State how many lines of the records contain the string "tokio", and give no other information.

INPUT section start

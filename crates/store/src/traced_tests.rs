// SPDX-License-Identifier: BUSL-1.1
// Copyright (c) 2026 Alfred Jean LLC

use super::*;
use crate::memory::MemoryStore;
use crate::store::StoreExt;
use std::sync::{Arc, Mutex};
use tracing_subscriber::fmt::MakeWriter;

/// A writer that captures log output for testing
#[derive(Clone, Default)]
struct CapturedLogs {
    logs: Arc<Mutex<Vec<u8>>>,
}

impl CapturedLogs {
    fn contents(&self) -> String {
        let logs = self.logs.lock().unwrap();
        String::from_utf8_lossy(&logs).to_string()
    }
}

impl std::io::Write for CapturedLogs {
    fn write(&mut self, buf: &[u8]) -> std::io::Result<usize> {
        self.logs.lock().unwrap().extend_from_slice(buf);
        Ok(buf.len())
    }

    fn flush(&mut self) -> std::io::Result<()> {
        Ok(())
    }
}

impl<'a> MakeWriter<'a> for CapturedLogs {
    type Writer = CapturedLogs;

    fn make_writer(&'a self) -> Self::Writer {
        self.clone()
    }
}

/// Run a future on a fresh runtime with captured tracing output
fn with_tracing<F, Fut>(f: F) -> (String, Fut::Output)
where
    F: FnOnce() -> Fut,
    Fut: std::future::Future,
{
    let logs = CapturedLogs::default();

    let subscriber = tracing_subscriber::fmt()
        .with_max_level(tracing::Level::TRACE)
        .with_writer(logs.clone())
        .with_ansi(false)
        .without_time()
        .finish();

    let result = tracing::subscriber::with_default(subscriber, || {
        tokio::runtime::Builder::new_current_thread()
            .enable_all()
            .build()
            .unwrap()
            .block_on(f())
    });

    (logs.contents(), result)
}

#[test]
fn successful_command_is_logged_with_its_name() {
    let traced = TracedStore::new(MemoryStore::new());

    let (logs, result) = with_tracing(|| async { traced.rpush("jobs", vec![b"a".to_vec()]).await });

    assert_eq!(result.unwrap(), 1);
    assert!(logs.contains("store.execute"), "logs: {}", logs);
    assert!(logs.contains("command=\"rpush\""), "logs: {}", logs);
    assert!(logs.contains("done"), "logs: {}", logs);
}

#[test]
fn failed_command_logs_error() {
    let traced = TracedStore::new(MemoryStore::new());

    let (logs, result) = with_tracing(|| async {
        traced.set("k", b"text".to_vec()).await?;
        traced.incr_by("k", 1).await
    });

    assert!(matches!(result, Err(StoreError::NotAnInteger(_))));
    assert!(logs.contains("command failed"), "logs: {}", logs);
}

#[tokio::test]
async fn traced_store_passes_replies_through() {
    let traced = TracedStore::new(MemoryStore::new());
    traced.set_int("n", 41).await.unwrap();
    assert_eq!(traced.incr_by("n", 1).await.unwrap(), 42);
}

INPUT section end

> [EXERCISE ANSWER]:
2